I'm building a course catalog for a college of art and design. We've got two custom post types: catalog and section (which is an instance of a third post type, course). Each section is associated with one or more categories. The categories are a custom taxonomy.

So, let's pretend I have a catalog with three sections:

+ Drawing Fundamentals. It's associated with the "Drawing" category.
+ Applied Techniques in Furniture Design. It's associated with the "Furniture Design and Wood" category.
+ Lapidary Workshop. It's associated with the "Jewelry" and "Workshops" categories.

In total, there are 31 categories, but the courses in this tiny hypothetical catalog are only associated with 4 of them. How can I create a listing (probably in a View) of just the 4 in-use categories?

Thank you!

Saul

#1195317

Nigel
Supporter

Languages: English (English ) Spanish (Español )

Timezone: Europe/London (GMT+00:00)

Hi Saul

This isn't possible without writing some custom code and using the relationships API, which I get the impression you are capable of.

You want to output (custom) categories, so you would create a View with this taxonomy as the content selection, and without any filters it will simply output all of the categories.

We need to tell it that it should only get the categories of a limited set of posts, specifically the section posts that are related to the current catalog post we are displaying.

So

1. use the wpv_filter_taxonomy_query API hook to intervene in the query that retrieves the categories (see https://toolset.com/documentation/programmer-reference/views-filters/#wpv_filter_taxonomy_query)

2. use the toolset_get_related_posts API hook to get the sections posts which are related to the current catalog post (see https://toolset.com/documentation/customizing-sites-using-php/post-relationships-api/#toolset_get_related_posts)

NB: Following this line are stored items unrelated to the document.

//! Connection tracking and connection error triage
//!
//! Every accepted connection and every upgraded WebSocket session runs as a
//! tracked task, so `stop` can tear all of them down without waiting for
//! idle keep-alive sockets.

use crate::dispatch::ResponseAborted;
use crate::state::ServerState;
use parking_lot::Mutex;
use std::collections::HashMap;
use std::error::Error as StdError;
use std::future::Future;
use std::io;
use std::net::SocketAddr;
use std::sync::atomic::{AtomicBool, AtomicU64, Ordering};
use std::sync::Arc;
use testserver_core::Error;
use tokio::task::AbortHandle;

/// Tracks open connections for forced shutdown
#[derive(Debug, Default)]
pub struct ConnectionTracker {
    next_id: AtomicU64,
    /// Shutdown signal received
    shutting_down: AtomicBool,
    tasks: Mutex<HashMap<u64, AbortHandle>>,
}

impl ConnectionTracker {
    pub fn new() -> Self {
        Self::default()
    }

    /// Spawn `future` as a tracked task. The task removes itself on exit.
    pub fn spawn<F>(self: &Arc<Self>, future: F) -> u64
    where
        F: Future<Output = ()> + Send + 'static,
    {
        let id = self.next_id.fetch_add(1, Ordering::Relaxed);
        let tracker = self.clone();

        // Insert before the task can observe the map
        let mut tasks = self.tasks.lock();
        let handle = tokio::spawn(async move {
            future.await;
            tracker.tasks.lock().remove(&id);
        });
        tasks.insert(id, handle.abort_handle());
        id
    }

    /// Number of open connections and sessions
    #[inline]
    pub fn count(&self) -> usize {
        self.tasks.lock().len()
    }

    /// Abort every tracked task. Returns how many were open.
    pub fn destroy_all(&self) -> usize {
        let tasks: Vec<_> = self.tasks.lock().drain().collect();
        for (_, handle) in &tasks {
            handle.abort();
        }
        tasks.len()
    }

    /// Signal that shutdown is in progress
    pub fn start_shutdown(&self) {
        self.shutting_down.store(true, Ordering::SeqCst);
    }

    /// Check if shutdown is in progress
    #[inline]
    pub fn is_shutting_down(&self) -> bool {
        self.shutting_down.load(Ordering::SeqCst)
    }
}

/// How loudly a connection error should be reported
#[derive(Debug, Clone, Copy, PartialEq, Eq)]
pub(crate) enum Severity {
    /// Transport noise: resets, early closes, aborted responses
    Benign,
    /// The client sent something that is not HTTP/1.1
    Malformed,
    /// Anything else
    Fatal,
}

pub(crate) fn classify(err: &hyper::Error) -> Severity {
    if err.is_incomplete_message()
        || err.is_canceled()
        || err.is_closed()
        || err.is_body_write_aborted()
        || err.is_timeout()
        || has_benign_source(err)
    {
        return Severity::Benign;
    }
    if err.is_parse() {
        return Severity::Malformed;
    }
    Severity::Fatal
}

fn has_benign_source(err: &(dyn StdError + 'static)) -> bool {
    let mut current = Some(err);
    while let Some(e) = current {
        if e.is::<ResponseAborted>() {
            return true;
        }
        if let Some(io_err) = e.downcast_ref::<io::Error>() {
            if is_benign_io_error(io_err) {
                return true;
            }
        }
        current = e.source();
    }
    false
}

/// Socket errors produced by clients going away
pub(crate) fn is_benign_io_error(err: &io::Error) -> bool {
    use io::ErrorKind::*;

    if matches!(
        err.kind(),
        ConnectionReset | ConnectionAborted | BrokenPipe | UnexpectedEof | NotConnected
    ) {
        return true;
    }
    #[cfg(feature = "tls")]
    if crate::tls::is_benign_tls_error(err) {
        return true;
    }
    false
}

/// Log a finished connection's error at the level it deserves
pub(crate) fn report_connection_error(state: &ServerState, peer: SocketAddr, err: hyper::Error) {
    match classify(&err) {
        Severity::Benign => tracing::debug!(peer = %peer, error = %err, "connection closed"),
        Severity::Malformed => tracing::warn!(peer = %peer, error = %err, "malformed request"),
        Severity::Fatal => state.record_fatal(Error::Hyper(err.to_string())),
    }
}
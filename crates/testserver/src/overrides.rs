//! Per-path overrides of the default static behaviour

use crate::writer::ResponseWriter;
use std::collections::{HashMap, HashSet};
use std::future::Future;
use std::pin::Pin;
use std::sync::Arc;
use testserver_core::{BasicCredentials, Request};

/// Route handler type. The handler owns the response writer and is
/// responsible for finishing it.
pub type RouteHandler = Arc<
    dyn Fn(Request, ResponseWriter) -> Pin<Box<dyn Future<Output = ()> + Send>> + Send + Sync,
>;

/// Box a closure into a [`RouteHandler`]
pub fn route_handler<F, Fut>(handler: F) -> RouteHandler
where
    F: Fn(Request, ResponseWriter) -> Fut + Send + Sync + 'static,
    Fut: Future<Output = ()> + Send + 'static,
{
    Arc::new(move |req, res| Box::pin(handler(req, res)))
}

/// The four override tables, keyed by lookup key
#[derive(Default)]
pub struct OverrideTable {
    routes: HashMap<String, RouteHandler>,
    auths: HashMap<String, BasicCredentials>,
    csp: HashMap<String, String>,
    gzip: HashSet<String>,
}

impl OverrideTable {
    pub fn new() -> Self {
        Self::default()
    }

    pub fn set_route(&mut self, path: impl Into<String>, handler: RouteHandler) {
        self.routes.insert(path.into(), handler);
    }

    pub fn route(&self, path: &str) -> Option<RouteHandler> {
        self.routes.get(path).cloned()
    }

    pub fn set_auth(&mut self, path: impl Into<String>, credentials: BasicCredentials) {
        self.auths.insert(path.into(), credentials);
    }

    pub fn auth(&self, path: &str) -> Option<&BasicCredentials> {
        self.auths.get(path)
    }

    pub fn set_csp(&mut self, path: impl Into<String>, value: impl Into<String>) {
        self.csp.insert(path.into(), value.into());
    }

    pub fn csp(&self, path: &str) -> Option<&str> {
        self.csp.get(path).map(|s| s.as_str())
    }

    pub fn enable_gzip(&mut self, path: impl Into<String>) {
        self.gzip.insert(path.into());
    }

    pub fn is_gzip(&self, path: &str) -> bool {
        self.gzip.contains(path)
    }

    /// Drop every override
    pub fn clear(&mut self) {
        self.routes.clear();
        self.auths.clear();
        self.csp.clear();
        self.gzip.clear();
    }

    pub fn is_empty(&self) -> bool {
        self.routes.is_empty() && self.auths.is_empty() && self.csp.is_empty() && self.gzip.is_empty()
    }
}
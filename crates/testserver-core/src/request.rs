//! HTTP Request types

use crate::deferred::{deferred, Promise};
use bytes::Bytes;
use http::Method;
use http_body_util::BodyExt;
use smallvec::SmallVec;

/// Failure while buffering a request body
#[derive(Debug, Clone, thiserror::Error)]
#[error("failed to read request body: {message}")]
pub struct BodyError {
    pub message: String,
    /// The peer went away mid-body (reset, incomplete message)
    pub connection_reset: bool,
}

/// Request body, buffered in the background while dispatch continues
#[derive(Clone, Debug)]
pub struct PostBody {
    promise: Promise<Result<Bytes, BodyError>>,
}

impl PostBody {
    /// An already-buffered body
    pub fn ready(body: impl Into<Bytes>) -> Self {
        let (completer, promise) = deferred();
        completer.complete(Ok(body.into()));
        Self { promise }
    }

    /// Start collecting `body` on a spawned task
    pub fn spawn<B>(body: B) -> Self
    where
        B: hyper::body::Body + Send + 'static,
        B::Data: Send,
        B::Error: std::error::Error + Send + Sync + 'static,
    {
        let (completer, promise) = deferred();
        tokio::spawn(async move {
            let result = match body.collect().await {
                Ok(collected) => Ok(collected.to_bytes()),
                Err(e) => {
                    let connection_reset = is_reset_error(&e);
                    if connection_reset {
                        tracing::debug!(error = %e, "request body interrupted by peer");
                    } else {
                        tracing::warn!(error = %e, "failed to buffer request body");
                    }
                    Err(BodyError {
                        message: e.to_string(),
                        connection_reset,
                    })
                }
            };
            completer.complete(result);
        });
        Self { promise }
    }

    /// Wait for the whole body
    pub async fn bytes(&self) -> Result<Bytes, BodyError> {
        match self.promise.clone().await {
            Some(result) => result,
            None => Err(BodyError {
                message: "body reader went away".to_string(),
                connection_reset: true,
            }),
        }
    }
}

fn is_reset_error(err: &(dyn std::error::Error + 'static)) -> bool {
    let mut current = Some(err);
    while let Some(e) = current {
        if let Some(hyper_err) = e.downcast_ref::<hyper::Error>() {
            if hyper_err.is_incomplete_message() || hyper_err.is_canceled() || hyper_err.is_closed() {
                return true;
            }
        }
        if let Some(io) = e.downcast_ref::<std::io::Error>() {
            if matches!(
                io.kind(),
                std::io::ErrorKind::ConnectionReset
                    | std::io::ErrorKind::ConnectionAborted
                    | std::io::ErrorKind::BrokenPipe
                    | std::io::ErrorKind::UnexpectedEof
            ) {
                return true;
            }
        }
        current = e.source();
    }
    false
}

/// HTTP Request as seen by waiters and route handlers
#[derive(Debug, Clone)]
pub struct Request {
    /// HTTP method
    pub method: Method,
    /// Request path (without query string)
    pub path: String,
    /// Query string (without leading ?)
    pub query: Option<String>,
    /// Request headers (stack-allocated for small header counts)
    pub headers: SmallVec<[(String, String); 16]>,
    body: PostBody,
}

impl Request {
    /// Create a new request with an empty body
    pub fn new(method: Method, path: impl Into<String>) -> Self {
        Self {
            method,
            path: path.into(),
            query: None,
            headers: SmallVec::new(),
            body: PostBody::ready(Bytes::new()),
        }
    }

    /// Convert a hyper request, starting body buffering in the background
    pub fn from_hyper<B>(req: hyper::Request<B>) -> Self
    where
        B: hyper::body::Body + Send + 'static,
        B::Data: Send,
        B::Error: std::error::Error + Send + Sync + 'static,
    {
        let (parts, body) = req.into_parts();
        let mut request = Request::new(parts.method, parts.uri.path());
        request.query = parts.uri.query().map(|s| s.to_string());

        for (name, value) in parts.headers.iter() {
            if let Ok(v) = value.to_str() {
                request.headers.push((name.to_string(), v.to_string()));
            }
        }

        request.body = PostBody::spawn(body);
        request
    }

    /// Get a header value (case-insensitive)
    pub fn header(&self, name: &str) -> Option<&str> {
        self.headers
            .iter()
            .find(|(k, _)| k.eq_ignore_ascii_case(name))
            .map(|(_, v)| v.as_str())
    }

    /// Normalized pathname, dot segments resolved
    pub fn pathname(&self) -> String {
        normalize_pathname(&self.path)
    }

    /// Key used for every per-path override: pathname plus `?query`
    pub fn lookup_key(&self) -> String {
        let mut key = self.pathname();
        if let Some(query) = self.query.as_deref().filter(|q| !q.is_empty()) {
            key.push('?');
            key.push_str(query);
        }
        key
    }

    /// The buffered request body
    pub async fn post_body(&self) -> Result<Bytes, BodyError> {
        self.body.bytes().await
    }
}

/// Builder for constructing requests
pub struct RequestBuilder {
    request: Request,
}

impl RequestBuilder {
    /// Create a new builder
    pub fn new(method: Method, path: impl Into<String>) -> Self {
        Self {
            request: Request::new(method, path),
        }
    }

    /// Set query string
    pub fn query(mut self, query: impl Into<String>) -> Self {
        self.request.query = Some(query.into());
        self
    }

    /// Add a header
    pub fn header(mut self, name: impl Into<String>, value: impl Into<String>) -> Self {
        self.request.headers.push((name.into(), value.into()));
        self
    }

    /// Set body
    pub fn body(mut self, body: impl Into<Bytes>) -> Self {
        self.request.body = PostBody::ready(body);
        self
    }

    /// Build the request
    pub fn build(self) -> Request {
        self.request
    }
}

/// Resolve `.` and `..` segments the way a URL parser does
pub fn normalize_pathname(path: &str) -> String {
    if !path.starts_with('/') {
        return normalize_pathname(&format!("/{}", path));
    }

    let mut segments: Vec<&str> = Vec::new();
    let raw: Vec<&str> = path[1..].split('/').collect();
    let last = raw.len() - 1;

    for (i, segment) in raw.iter().enumerate() {
        match *segment {
            "." | "%2e" | "%2E" => {
                if i == last {
                    segments.push("");
                }
            }
            ".." | ".%2e" | ".%2E" | "%2e." | "%2E." | "%2e%2e" | "%2E%2E" => {
                segments.pop();
                if i == last {
                    segments.push("");
                }
            }
            s => segments.push(s),
        }
    }

    let mut out = String::with_capacity(path.len());
    for segment in segments {
        out.push('/');
        out.push_str(segment);
    }
    if out.is_empty() {
        out.push('/');
    }
    out
}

3. pass this list of posts as an array of IDs to the object_ids taxonomy View query arguments, to limit the queried list of categories to those which are assigned to these posts (see https://developer.wordpress.org/reference/classes/WP_Term_Query/__construct/#parameters)

I'll let you put the pieces together, but here is a simple example of using the wpv_filter_taxonomy_query and *manually* specifying which posts to limit the search to:

toolset_snippet_security_check() or die('Direct access is not allowed');

function tssupp_custom_tax_query($tax_query_settings, $view_settings, $view_id) {

	if (in_array($view_id, array(308))) { // Edit ID of View to apply to

		$tax_query_settings['object_ids'] = array(99, 199, 299); // array of post IDs

	}

	return $tax_query_settings;
}
add_filter('wpv_filter_taxonomy_query', 'tssupp_custom_tax_query', 101, 3);

And as the documentation is a little opaque, here is an example of using toolset_get_related_posts. Note that although with many-to-many relationships the post types are effectively on a par, the API still adopts the custom of parent and child to describe the left and right sides of the relationship.

$children = toolset_get_related_posts(
	$parent_id, // ID of starting post
	$relationship_slug,
	array(
		'query_by_role' => 'parent', // start from the parent
		'limit'			=> 999,
		'return'		=> 'post_id', // return an array of post ID's
		'role_to_return'	=> 'child' // return the child
	)
);

Let me know how you get on.

#1195722

Hey Nigel,

Thanks for your response. You're correct in surmising that I'm capable, and unafraid, of writing some custom code and using the relationships API.

After reviewing your proposed approach, this seems like a whole lot of work. Why not just execute a custom SQL query inside a shortcode, and let the shortcode do all of the heavy lifting? I'm imagining a query (as pseudo-code) like so...

select * from categories where category_id in (select distinct category_id from sections where catalog_id = 9999) ;

I'm aware the above is very flawed, even by the standards of pseudo-code. The posts are going to be stored in wp_posts, taxonomy in wp_terms, etc. And Toolset stores a bunch of data in tables named wp_toolset_*.

I just think it'll be much quicker to write that SQL statement and parse its results than bother with the API calls. What do you think?

Saul

#1196047

Nigel
Supporter

Languages: English (English ) Spanish (Español )

Timezone: Europe/London (GMT+00:00)

You could write a custom SQL query directly for this, but you'll need to study the table structure for taxonomies and for toolset relationships (wp_toolset_associations is the table that stores the actual connections), but once you step out of using normal WordPress queries combined with the Toolset API there's not much more help I can give you, I'm afraid.

#1198215

Thanks for the pointers regarding the toolset relationships. And here our paths diverge!